### [ABOUT THIS TASK]
Give the lines again exactly, from the one holding "pub mod test_utils;" to the last line of the listing below, both ends included and nothing added.

### [THE INPUT]
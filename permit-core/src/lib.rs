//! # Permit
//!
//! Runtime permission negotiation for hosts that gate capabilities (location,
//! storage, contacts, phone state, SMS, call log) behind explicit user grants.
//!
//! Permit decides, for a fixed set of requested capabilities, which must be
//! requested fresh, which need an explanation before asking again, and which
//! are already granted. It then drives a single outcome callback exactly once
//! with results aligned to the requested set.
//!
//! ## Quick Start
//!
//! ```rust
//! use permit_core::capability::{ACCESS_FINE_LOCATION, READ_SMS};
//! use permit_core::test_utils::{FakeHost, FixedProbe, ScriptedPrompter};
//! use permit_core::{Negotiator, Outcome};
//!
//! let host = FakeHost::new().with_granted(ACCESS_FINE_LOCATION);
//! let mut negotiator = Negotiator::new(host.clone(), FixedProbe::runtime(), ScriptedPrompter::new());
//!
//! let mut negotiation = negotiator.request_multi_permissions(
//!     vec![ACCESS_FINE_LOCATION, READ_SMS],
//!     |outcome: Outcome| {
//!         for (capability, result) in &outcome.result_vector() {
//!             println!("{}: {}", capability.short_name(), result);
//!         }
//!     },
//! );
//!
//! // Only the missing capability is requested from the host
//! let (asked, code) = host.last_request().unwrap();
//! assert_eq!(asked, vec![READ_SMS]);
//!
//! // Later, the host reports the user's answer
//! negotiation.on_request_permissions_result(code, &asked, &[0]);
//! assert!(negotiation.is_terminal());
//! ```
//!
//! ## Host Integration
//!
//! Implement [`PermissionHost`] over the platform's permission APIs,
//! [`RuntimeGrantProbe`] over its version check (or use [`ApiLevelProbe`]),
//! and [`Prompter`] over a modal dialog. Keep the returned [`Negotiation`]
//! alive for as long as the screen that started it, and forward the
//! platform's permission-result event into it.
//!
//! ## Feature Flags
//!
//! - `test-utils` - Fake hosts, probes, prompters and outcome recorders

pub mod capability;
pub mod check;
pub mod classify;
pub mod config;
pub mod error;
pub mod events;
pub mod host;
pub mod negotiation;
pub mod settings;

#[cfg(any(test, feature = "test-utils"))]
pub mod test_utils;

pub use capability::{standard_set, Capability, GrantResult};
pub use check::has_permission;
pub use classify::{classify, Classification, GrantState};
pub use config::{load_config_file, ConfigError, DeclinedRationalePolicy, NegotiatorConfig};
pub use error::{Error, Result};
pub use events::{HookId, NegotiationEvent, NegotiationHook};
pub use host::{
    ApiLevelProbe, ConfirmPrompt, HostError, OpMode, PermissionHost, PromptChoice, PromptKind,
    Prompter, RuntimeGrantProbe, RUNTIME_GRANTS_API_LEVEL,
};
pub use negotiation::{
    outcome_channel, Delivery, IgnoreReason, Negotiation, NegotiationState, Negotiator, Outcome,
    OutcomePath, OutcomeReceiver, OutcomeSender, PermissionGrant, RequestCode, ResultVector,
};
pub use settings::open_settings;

### [RESULT OF THE EXERCISE]
pub mod test_utils;

pub use capability::{standard_set, Capability, GrantResult};
pub use check::has_permission;
pub use classify::{classify, Classification, GrantState};
pub use config::{load_config_file, ConfigError, DeclinedRationalePolicy, NegotiatorConfig};
pub use error::{Error, Result};
pub use events::{HookId, NegotiationEvent, NegotiationHook};
pub use host::{
    ApiLevelProbe, ConfirmPrompt, HostError, OpMode, PermissionHost, PromptChoice, PromptKind,
    Prompter, RuntimeGrantProbe, RUNTIME_GRANTS_API_LEVEL,
};
pub use negotiation::{
    outcome_channel, Delivery, IgnoreReason, Negotiation, NegotiationState, Negotiator, Outcome,
    OutcomePath, OutcomeReceiver, OutcomeSender, PermissionGrant, RequestCode, ResultVector,
};
pub use settings::open_settings;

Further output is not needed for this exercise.